WHAT TO WORK ON ▸ What you return must match the records character for character.

*** INPUT

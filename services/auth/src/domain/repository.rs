#![allow(async_fn_in_trait)]

use chrono::{DateTime, Utc};

use aeroride_domain::id::{OtpId, UserId};

use crate::domain::types::{AuthUser, NewIdentity, OneTimeCode, RateDecision, RoleProfile};
use crate::error::AuthServiceError;

/// Storage for login codes.
pub trait OtpRepository: Send + Sync {
    /// Delete codes whose `expires_at` is before `now`. Returns rows removed.
    async fn purge_expired(&self, now: DateTime<Utc>) -> Result<u64, AuthServiceError>;

    async fn create(&self, otp: &OneTimeCode) -> Result<(), AuthServiceError>;

    async fn delete(&self, id: OtpId) -> Result<(), AuthServiceError>;

    /// Newest unused, unexpired row matching `email` and `code`.
    async fn find_latest_valid(
        &self,
        email: &str,
        code: &str,
        now: DateTime<Utc>,
    ) -> Result<Option<OneTimeCode>, AuthServiceError>;

    /// Flip `is_used` only if it is still false. `false` means another
    /// request consumed the code first.
    async fn consume(&self, id: OtpId) -> Result<bool, AuthServiceError>;
}

/// Users and their profiles.
pub trait IdentityRepository: Send + Sync {
    async fn find_by_email(&self, email: &str) -> Result<Option<AuthUser>, AuthServiceError>;

    async fn find_by_id(&self, id: UserId) -> Result<Option<AuthUser>, AuthServiceError>;

    /// Create the user and its default profile in one transaction.
    async fn create(&self, identity: &NewIdentity) -> Result<AuthUser, AuthServiceError>;

    async fn create_role_profile(
        &self,
        user_id: UserId,
        profile: &RoleProfile,
    ) -> Result<(), AuthServiceError>;
}

#[derive(Debug, thiserror::Error)]
#[error("delivery failed: {0}")]
pub struct DeliveryError(pub String);

/// Delivers login codes to the user.
pub trait OtpMailer: Send + Sync {
    async fn send_code(&self, email: &str, code: &str) -> Result<(), DeliveryError>;
}

/// Source of login codes.
pub trait CodeGenerator: Send + Sync {
    /// A decimal string in `OTP_MIN..=OTP_MAX`.
    fn generate(&self) -> String;
}

/// Per-identifier issuance throttle.
pub trait IssueRateLimiter: Send + Sync {
    /// Record an attempt for `key` unless it is over the limit.
    async fn check(&self, key: &str) -> Result<RateDecision, AuthServiceError>;
}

******

SOLUTION FOR THIS TASK ▸
filename services/auth/src/domain/repository.rs
#![allow(async_fn_in_trait)]

use chrono::{DateTime, Utc};

use aeroride_domain::id::{OtpId, UserId};

use crate::domain::types::{AuthUser, NewIdentity, OneTimeCode, RateDecision, RoleProfile};
use crate::error::AuthServiceError;

/// Storage for login codes.
pub trait OtpRepository: Send + Sync {
    /// Delete codes whose `expires_at` is before `now`. Returns rows removed.
    async fn purge_expired(&self, now: DateTime<Utc>) -> Result<u64, AuthServiceError>;

    async fn create(&self, otp: &OneTimeCode) -> Result<(), AuthServiceError>;

    async fn delete(&self, id: OtpId) -> Result<(), AuthServiceError>;

    /// Newest unused, unexpired row matching `email` and `code`.
    async fn find_latest_valid(
        &self,
        email: &str,
        code: &str,
        now: DateTime<Utc>,
    ) -> Result<Option<OneTimeCode>, AuthServiceError>;

    /// Flip `is_used` only if it is still false. `false` means another
    /// request consumed the code first.
    async fn consume(&self, id: OtpId) -> Result<bool, AuthServiceError>;
}

/// Users and their profiles.
pub trait IdentityRepository: Send + Sync {
    async fn find_by_email(&self, email: &str) -> Result<Option<AuthUser>, AuthServiceError>;

    async fn find_by_id(&self, id: UserId) -> Result<Option<AuthUser>, AuthServiceError>;

    /// Create the user and its default profile in one transaction.
    async fn create(&self, identity: &NewIdentity) -> Result<AuthUser, AuthServiceError>;

    async fn create_role_profile(
        &self,
        user_id: UserId,
        profile: &RoleProfile,
    ) -> Result<(), AuthServiceError>;
}

#[derive(Debug, thiserror::Error)]
#[error("delivery failed: {0}")]
pub struct DeliveryError(pub String);

/// Delivers login codes to the user.
pub trait OtpMailer: Send + Sync {
    async fn send_code(&self, email: &str, code: &str) -> Result<(), DeliveryError>;
}

/// Source of login codes.
pub trait CodeGenerator: Send + Sync {
    /// A decimal string in `OTP_MIN..=OTP_MAX`.
    fn generate(&self) -> String;
}

/// Per-identifier issuance throttle.
pub trait IssueRateLimiter: Send + Sync {
    /// Record an attempt for `key` unless it is over the limit.
    async fn check(&self, key: &str) -> Result<RateDecision, AuthServiceError>;
}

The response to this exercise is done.